Sift the listing for lines that hold the string "RecruitingState" and pull them out.

[Opening Task inputs section]

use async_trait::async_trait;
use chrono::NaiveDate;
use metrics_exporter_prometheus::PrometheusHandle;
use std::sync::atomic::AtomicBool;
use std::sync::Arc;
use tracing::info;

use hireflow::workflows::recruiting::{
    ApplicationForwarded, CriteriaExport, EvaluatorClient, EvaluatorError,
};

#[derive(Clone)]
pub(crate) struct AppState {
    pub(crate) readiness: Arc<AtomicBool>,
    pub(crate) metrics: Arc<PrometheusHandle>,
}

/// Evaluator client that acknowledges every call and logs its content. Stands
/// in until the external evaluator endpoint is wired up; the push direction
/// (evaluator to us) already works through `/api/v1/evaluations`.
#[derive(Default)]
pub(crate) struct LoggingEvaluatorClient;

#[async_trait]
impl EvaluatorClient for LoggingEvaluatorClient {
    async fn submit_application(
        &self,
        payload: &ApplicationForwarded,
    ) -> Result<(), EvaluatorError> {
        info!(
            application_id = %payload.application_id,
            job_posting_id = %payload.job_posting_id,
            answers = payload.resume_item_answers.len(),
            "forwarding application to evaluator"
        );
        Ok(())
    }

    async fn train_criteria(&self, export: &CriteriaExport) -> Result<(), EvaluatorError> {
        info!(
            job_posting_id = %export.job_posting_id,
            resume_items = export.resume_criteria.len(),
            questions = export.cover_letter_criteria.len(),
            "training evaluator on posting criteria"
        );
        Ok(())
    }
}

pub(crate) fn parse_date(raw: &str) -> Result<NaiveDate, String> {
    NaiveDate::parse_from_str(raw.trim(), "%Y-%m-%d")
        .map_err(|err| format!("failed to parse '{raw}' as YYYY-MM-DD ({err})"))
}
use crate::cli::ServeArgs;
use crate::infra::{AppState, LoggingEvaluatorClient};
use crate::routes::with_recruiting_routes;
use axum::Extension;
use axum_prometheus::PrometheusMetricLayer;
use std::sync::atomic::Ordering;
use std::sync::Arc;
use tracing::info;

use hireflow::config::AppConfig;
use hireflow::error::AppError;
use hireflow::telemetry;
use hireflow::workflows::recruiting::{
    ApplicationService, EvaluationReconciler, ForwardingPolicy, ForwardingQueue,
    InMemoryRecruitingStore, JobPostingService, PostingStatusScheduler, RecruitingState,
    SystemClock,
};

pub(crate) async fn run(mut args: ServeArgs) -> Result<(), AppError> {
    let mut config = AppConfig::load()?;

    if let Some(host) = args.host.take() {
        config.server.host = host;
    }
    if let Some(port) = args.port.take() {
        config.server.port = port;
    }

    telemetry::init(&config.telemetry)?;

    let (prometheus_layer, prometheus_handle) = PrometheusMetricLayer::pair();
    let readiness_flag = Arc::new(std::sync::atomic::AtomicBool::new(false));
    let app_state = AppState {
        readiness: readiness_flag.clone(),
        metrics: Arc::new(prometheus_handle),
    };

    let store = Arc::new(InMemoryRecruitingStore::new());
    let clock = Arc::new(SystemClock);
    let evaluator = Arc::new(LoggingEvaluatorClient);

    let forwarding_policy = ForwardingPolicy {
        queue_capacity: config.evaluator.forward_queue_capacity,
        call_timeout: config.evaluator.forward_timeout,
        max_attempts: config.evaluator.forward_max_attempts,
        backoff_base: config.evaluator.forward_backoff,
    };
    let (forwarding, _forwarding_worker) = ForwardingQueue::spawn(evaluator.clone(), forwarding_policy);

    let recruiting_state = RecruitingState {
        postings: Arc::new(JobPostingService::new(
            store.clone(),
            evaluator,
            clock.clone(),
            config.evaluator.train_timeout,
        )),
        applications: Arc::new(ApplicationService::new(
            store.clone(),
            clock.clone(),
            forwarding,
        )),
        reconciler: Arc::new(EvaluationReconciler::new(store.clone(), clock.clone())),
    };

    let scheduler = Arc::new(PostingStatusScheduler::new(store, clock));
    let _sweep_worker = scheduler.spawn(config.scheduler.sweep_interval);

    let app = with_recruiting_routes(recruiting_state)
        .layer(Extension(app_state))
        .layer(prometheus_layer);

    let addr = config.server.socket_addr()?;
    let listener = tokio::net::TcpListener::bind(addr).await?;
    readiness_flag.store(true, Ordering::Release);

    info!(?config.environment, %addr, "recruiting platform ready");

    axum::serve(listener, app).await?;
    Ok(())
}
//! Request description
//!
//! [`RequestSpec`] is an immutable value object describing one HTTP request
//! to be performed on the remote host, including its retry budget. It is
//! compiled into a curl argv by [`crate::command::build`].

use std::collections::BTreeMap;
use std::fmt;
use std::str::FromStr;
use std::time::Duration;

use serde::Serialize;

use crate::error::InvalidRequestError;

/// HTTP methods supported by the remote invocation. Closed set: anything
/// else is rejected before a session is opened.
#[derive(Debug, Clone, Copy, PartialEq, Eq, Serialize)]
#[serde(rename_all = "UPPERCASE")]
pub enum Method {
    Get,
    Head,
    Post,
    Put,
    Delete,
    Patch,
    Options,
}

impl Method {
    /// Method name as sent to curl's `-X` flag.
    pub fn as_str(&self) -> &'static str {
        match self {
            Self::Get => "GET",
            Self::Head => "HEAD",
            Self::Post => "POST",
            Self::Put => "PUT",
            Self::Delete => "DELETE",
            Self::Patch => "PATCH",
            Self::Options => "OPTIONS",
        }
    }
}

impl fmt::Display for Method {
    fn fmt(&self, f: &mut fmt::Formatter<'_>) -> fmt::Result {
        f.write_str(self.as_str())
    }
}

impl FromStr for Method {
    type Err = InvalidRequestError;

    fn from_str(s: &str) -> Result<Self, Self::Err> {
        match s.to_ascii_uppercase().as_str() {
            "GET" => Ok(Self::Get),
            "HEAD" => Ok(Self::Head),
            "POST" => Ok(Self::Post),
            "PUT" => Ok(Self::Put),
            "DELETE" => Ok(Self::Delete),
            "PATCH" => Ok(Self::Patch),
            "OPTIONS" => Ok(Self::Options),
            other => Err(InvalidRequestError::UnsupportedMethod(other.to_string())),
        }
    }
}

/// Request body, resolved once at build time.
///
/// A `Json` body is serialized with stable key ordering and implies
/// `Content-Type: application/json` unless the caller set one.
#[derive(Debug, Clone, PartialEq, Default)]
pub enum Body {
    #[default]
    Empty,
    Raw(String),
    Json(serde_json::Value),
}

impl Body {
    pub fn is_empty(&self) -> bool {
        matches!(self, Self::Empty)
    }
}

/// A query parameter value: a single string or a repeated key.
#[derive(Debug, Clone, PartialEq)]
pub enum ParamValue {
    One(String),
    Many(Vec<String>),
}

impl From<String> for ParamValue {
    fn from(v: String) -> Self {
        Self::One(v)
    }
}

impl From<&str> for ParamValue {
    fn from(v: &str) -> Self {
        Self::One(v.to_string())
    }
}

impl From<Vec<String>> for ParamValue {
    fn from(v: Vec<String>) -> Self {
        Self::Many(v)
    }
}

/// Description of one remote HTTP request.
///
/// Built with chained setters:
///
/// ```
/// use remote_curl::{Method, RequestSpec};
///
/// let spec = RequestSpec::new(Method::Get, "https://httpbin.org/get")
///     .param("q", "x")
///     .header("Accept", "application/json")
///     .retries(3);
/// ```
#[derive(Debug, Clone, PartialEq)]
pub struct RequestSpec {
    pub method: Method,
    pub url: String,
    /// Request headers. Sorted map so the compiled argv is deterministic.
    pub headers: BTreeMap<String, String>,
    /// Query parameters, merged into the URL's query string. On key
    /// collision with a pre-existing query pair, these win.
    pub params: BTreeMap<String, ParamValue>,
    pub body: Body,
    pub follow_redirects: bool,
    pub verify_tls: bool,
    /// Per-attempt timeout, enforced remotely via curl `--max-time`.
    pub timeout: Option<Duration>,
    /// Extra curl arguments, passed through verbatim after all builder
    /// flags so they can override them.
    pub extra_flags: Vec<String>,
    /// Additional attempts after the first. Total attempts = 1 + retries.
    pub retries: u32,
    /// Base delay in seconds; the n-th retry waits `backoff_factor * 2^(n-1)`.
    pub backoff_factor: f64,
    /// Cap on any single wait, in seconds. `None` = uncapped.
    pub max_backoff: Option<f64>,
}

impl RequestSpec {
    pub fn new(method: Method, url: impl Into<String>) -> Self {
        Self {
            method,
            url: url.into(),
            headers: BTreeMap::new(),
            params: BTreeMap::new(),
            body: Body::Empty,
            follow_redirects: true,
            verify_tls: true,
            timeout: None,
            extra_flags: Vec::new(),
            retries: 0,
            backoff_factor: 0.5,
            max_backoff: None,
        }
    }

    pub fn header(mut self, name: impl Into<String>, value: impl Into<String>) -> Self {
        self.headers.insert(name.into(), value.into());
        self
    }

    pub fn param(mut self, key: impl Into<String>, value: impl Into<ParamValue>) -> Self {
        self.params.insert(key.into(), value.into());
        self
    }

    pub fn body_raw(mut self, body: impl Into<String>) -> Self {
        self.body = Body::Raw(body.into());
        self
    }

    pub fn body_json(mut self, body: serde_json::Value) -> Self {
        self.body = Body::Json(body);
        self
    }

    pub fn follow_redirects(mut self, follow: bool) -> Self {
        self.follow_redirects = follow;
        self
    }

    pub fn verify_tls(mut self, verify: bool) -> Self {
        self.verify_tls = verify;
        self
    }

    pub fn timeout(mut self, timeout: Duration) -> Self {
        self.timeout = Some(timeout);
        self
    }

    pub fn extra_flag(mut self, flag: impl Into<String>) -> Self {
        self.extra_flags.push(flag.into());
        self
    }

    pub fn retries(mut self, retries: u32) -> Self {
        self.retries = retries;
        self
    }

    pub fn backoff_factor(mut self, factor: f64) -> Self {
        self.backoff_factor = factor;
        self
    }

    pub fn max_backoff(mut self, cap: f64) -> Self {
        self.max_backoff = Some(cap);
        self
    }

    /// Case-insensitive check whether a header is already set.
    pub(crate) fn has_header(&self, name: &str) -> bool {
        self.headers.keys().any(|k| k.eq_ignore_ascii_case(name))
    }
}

[Closing Task inputs section]

Exercise result:
    InMemoryRecruitingStore, JobPostingService, PostingStatusScheduler, RecruitingState,
    let recruiting_state = RecruitingState {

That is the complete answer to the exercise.